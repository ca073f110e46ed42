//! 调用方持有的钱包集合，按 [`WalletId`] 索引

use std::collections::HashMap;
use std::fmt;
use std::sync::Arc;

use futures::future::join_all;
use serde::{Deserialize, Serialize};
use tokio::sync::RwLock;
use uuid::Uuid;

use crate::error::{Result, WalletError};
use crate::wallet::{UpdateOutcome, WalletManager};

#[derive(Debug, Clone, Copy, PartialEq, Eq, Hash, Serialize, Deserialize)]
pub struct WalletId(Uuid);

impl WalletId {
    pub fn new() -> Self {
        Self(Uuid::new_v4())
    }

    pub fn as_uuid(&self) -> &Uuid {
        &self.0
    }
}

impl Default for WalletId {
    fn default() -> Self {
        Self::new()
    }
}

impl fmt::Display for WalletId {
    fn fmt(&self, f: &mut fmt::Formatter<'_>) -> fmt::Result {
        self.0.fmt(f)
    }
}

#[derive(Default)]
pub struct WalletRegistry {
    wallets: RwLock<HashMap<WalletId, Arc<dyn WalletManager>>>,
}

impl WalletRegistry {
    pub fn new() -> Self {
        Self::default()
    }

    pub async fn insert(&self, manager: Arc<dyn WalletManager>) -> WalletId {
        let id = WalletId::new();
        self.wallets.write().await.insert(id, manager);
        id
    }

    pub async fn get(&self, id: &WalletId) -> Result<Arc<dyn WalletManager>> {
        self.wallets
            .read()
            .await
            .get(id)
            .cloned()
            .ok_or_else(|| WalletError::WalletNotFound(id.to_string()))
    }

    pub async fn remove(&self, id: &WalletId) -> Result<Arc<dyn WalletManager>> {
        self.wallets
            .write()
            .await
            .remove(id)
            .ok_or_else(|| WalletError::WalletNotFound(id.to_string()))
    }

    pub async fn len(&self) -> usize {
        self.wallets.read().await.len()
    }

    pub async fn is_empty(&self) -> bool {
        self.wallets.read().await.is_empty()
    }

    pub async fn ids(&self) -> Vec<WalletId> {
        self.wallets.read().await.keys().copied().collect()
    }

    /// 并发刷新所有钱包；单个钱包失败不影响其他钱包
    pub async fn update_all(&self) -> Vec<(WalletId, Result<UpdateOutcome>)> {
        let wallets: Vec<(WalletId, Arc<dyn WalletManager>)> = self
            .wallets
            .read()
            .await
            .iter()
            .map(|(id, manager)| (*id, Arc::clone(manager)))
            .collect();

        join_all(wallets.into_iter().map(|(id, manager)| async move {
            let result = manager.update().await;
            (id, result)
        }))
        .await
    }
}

--

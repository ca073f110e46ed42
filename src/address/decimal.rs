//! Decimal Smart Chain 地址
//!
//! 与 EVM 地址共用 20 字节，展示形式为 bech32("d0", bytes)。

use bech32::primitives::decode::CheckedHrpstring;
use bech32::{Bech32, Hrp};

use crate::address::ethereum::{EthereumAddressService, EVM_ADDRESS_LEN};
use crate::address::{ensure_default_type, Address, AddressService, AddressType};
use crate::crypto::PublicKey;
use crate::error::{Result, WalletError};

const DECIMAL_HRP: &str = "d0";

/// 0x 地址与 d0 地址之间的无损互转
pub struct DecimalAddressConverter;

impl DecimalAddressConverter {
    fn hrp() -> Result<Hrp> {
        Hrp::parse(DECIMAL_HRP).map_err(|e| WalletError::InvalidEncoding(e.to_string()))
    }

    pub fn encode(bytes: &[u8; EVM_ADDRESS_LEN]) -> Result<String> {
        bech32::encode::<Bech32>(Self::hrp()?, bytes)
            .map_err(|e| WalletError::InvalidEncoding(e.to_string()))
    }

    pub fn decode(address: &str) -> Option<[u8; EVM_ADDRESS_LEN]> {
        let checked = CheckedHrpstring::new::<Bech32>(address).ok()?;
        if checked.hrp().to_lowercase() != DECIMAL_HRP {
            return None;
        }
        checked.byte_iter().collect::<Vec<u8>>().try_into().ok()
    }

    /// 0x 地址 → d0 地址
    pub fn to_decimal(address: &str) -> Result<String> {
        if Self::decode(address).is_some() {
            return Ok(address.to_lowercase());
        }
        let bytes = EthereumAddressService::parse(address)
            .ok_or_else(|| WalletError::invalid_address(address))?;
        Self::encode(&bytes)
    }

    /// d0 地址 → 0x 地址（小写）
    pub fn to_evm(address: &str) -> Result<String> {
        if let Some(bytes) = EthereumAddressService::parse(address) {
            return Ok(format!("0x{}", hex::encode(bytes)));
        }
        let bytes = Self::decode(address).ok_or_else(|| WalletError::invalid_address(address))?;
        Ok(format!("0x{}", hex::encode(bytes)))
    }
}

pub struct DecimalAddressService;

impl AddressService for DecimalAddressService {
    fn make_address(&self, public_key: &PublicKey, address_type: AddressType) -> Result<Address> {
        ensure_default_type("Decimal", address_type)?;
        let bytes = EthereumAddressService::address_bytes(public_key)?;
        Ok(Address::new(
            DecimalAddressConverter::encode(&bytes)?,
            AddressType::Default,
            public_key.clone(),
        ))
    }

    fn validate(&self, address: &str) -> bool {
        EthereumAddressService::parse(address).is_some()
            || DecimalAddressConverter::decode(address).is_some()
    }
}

...

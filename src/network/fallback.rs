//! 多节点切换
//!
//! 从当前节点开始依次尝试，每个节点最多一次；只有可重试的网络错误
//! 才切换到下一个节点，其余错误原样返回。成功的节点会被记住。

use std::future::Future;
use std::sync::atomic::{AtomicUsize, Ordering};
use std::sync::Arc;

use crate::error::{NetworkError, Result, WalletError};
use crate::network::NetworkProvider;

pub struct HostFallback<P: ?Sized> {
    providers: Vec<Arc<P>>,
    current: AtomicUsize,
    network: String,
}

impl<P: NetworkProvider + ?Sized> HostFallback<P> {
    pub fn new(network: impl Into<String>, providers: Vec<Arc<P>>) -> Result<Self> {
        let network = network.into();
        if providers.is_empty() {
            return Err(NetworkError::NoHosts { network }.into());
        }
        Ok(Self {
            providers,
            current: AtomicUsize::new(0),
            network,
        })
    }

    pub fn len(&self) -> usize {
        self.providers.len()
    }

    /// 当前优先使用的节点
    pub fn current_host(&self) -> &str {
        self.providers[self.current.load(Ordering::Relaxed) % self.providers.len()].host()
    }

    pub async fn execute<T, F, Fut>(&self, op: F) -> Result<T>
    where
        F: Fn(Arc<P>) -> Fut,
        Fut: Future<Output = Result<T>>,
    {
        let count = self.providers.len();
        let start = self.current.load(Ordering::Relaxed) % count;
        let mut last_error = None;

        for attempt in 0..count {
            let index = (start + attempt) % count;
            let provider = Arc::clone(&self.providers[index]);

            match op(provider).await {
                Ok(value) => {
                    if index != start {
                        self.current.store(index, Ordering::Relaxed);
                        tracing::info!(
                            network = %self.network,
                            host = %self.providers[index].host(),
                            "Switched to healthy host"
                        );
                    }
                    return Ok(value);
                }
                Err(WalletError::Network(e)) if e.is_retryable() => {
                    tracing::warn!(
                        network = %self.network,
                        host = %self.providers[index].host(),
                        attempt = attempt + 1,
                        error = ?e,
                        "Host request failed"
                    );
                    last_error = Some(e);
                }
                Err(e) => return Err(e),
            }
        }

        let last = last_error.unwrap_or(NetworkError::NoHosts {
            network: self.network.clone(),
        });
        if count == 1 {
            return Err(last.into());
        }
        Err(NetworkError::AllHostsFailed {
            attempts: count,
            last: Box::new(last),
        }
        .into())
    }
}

- To do
Look through the lines above and collect those with the word "bool".

- Response area
    pub async fn is_empty(&self) -> bool {
    fn validate(&self, address: &str) -> bool {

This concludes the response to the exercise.